| Task item |
From the entries below, list each line with "replayed".

| Collected data entries |
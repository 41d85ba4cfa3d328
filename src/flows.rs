//! Link orchestration: connect, callback, commit, disconnect, and analytics flows.
//!
//! [`LinkOrchestrator`] owns the in-flight side of every attempt (the pending authorization
//! registry and the callback correlator) and is the only writer to the [`ConnectionStore`].
//! Each flow lives in its own submodule as an `impl LinkOrchestrator` block.

pub mod pending;
pub mod state;

mod common;
mod connect;
mod manage;

pub use connect::*;
pub use pending::{AttemptStatus, AuthorizationRequest};
pub use state::*;

// self
use crate::{
	_prelude::*,
	analytics::{AnalyticsSource, PlaceholderAnalytics},
	auth::PortfolioId,
	callback::{CallbackCorrelator, CompletionAction},
	config::LinkConfig,
	error::ErrorKind,
	flows::pending::PendingAuthorizations,
	platform::PlatformId,
	provider::AdapterRegistry,
	store::{ConnectionKey, ConnectionStore, ConnectionUpdate},
};

/// A connection write that failed and can be replayed with
/// [`LinkOrchestrator::retry_commit`].
#[derive(Clone, Debug, PartialEq, Eq, Serialize)]
pub struct PendingCommit(ConnectionUpdate);
impl PendingCommit {
	pub(crate) fn new(update: ConnectionUpdate) -> Self {
		Self(update)
	}

	/// Write that must be replayed.
	pub fn update(&self) -> &ConnectionUpdate {
		&self.0
	}

	/// Consumes the commit, returning the write.
	pub fn into_update(self) -> ConnectionUpdate {
		self.0
	}
}

/// What a successful connect attempt committed.
#[derive(Clone, Debug, PartialEq, Eq, Serialize, Deserialize)]
#[serde(rename_all = "camelCase")]
pub struct ConnectSummary {
	/// Linked portfolio.
	pub portfolio_id: PortfolioId,
	/// Linked platform.
	pub platform_id: PlatformId,
	/// Account name reported by the provider.
	pub provider_display_name: Option<String>,
	/// Committed follower count.
	pub follower_count: u64,
	/// Committed media count.
	pub media_count: Option<u64>,
	/// False when metrics were downgraded to zero.
	pub metrics_available: bool,
}
impl ConnectSummary {
	fn from_update(update: &ConnectionUpdate, metrics_available: bool) -> Self {
		Self {
			portfolio_id: update.portfolio_id().clone(),
			platform_id: update.platform_id(),
			provider_display_name: update.provider_display_name().map(ToOwned::to_owned),
			follower_count: update.follower_count(),
			media_count: update.media_count(),
			metrics_available,
		}
	}
}

/// Outcome of [`LinkOrchestrator::handle_callback`].
///
/// `completion` is always present, including on failure, so the callback page can close the
/// popup or navigate away.
#[derive(Debug)]
pub struct CallbackResolution {
	/// What the callback page should do next.
	pub completion: CompletionAction,
	/// Committed connection or the terminal error.
	pub result: Result<ConnectSummary>,
}
impl CallbackResolution {
	/// Converts the resolution into the JSON payload returned to the UI.
	pub fn into_reply(self) -> CallbackReply {
		let CallbackResolution { completion, result } = self;

		match result {
			Ok(summary) => CallbackReply {
				success: true,
				provider_display_name: summary.provider_display_name,
				follower_count: Some(summary.follower_count),
				media_count: summary.media_count,
				error: None,
				completion,
			},
			Err(err) => CallbackReply {
				success: false,
				provider_display_name: None,
				follower_count: None,
				media_count: None,
				error: Some(ReplyError { kind: err.kind(), message: err.user_message() }),
				completion,
			},
		}
	}
}

/// Serializable callback reply.
#[derive(Clone, Debug, PartialEq, Eq, Serialize)]
#[serde(rename_all = "camelCase")]
pub struct CallbackReply {
	/// Whether the connection was committed.
	pub success: bool,
	/// Account name reported by the provider.
	#[serde(skip_serializing_if = "Option::is_none")]
	pub provider_display_name: Option<String>,
	/// Committed follower count.
	#[serde(skip_serializing_if = "Option::is_none")]
	pub follower_count: Option<u64>,
	/// Committed media count.
	#[serde(skip_serializing_if = "Option::is_none")]
	pub media_count: Option<u64>,
	/// Failure details.
	#[serde(skip_serializing_if = "Option::is_none")]
	pub error: Option<ReplyError>,
	/// What the callback page should do next.
	pub completion: CompletionAction,
}

/// Error half of a [`CallbackReply`].
#[derive(Clone, Debug, PartialEq, Eq, Serialize)]
pub struct ReplyError {
	/// Stable error label.
	pub kind: ErrorKind,
	/// Message suitable for a toast.
	pub message: String,
}

/// Coordinates link attempts across the registered provider adapters.
///
/// Cloning is cheap; clones share the pending registry, the commit guards, and the store.
#[derive(Clone)]
pub struct LinkOrchestrator {
	registry: AdapterRegistry,
	store: Arc<dyn ConnectionStore>,
	analytics: Arc<dyn AnalyticsSource>,
	config: LinkConfig,
	pending: PendingAuthorizations,
	correlator: CallbackCorrelator,
	commit_guards: Arc<Mutex<HashMap<ConnectionKey, Arc<AsyncMutex<()>>>>>,
}
impl LinkOrchestrator {
	/// Creates an orchestrator serving the registry's platforms and writing to `store`.
	///
	/// Analytics default to [`PlaceholderAnalytics`].
	pub fn new(registry: AdapterRegistry, store: Arc<dyn ConnectionStore>, config: LinkConfig) -> Self {
		let pending = PendingAuthorizations::new(config.authorization_ttl);
		let correlator = CallbackCorrelator::new(pending.clone(), config.correlation.clone());

		Self {
			registry,
			store,
			analytics: Arc::new(PlaceholderAnalytics),
			config,
			pending,
			correlator,
			commit_guards: Default::default(),
		}
	}

	/// Replaces the analytics source.
	pub fn with_analytics(mut self, analytics: Arc<dyn AnalyticsSource>) -> Self {
		self.analytics = analytics;

		self
	}

	/// Adapter registry in use.
	pub fn registry(&self) -> &AdapterRegistry {
		&self.registry
	}

	/// Configuration in use.
	pub fn config(&self) -> &LinkConfig {
		&self.config
	}

	/// Correlator used by [`LinkOrchestrator::handle_callback`].
	pub fn correlator(&self) -> &CallbackCorrelator {
		&self.correlator
	}
}
impl Debug for LinkOrchestrator {
	fn fmt(&self, f: &mut Formatter) -> FmtResult {
		f.debug_struct("LinkOrchestrator")
			.field("registry", &self.registry)
			.field("exchange_timeout", &self.config.exchange_timeout)
			.field("metrics_timeout", &self.config.metrics_timeout)
			.field("authorization_ttl", &self.config.authorization_ttl)
			.field("correlation", &self.config.correlation)
			.finish()
	}
}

| Answer below |
/// A connection write that failed and can be replayed with
	/// Write that must be replayed.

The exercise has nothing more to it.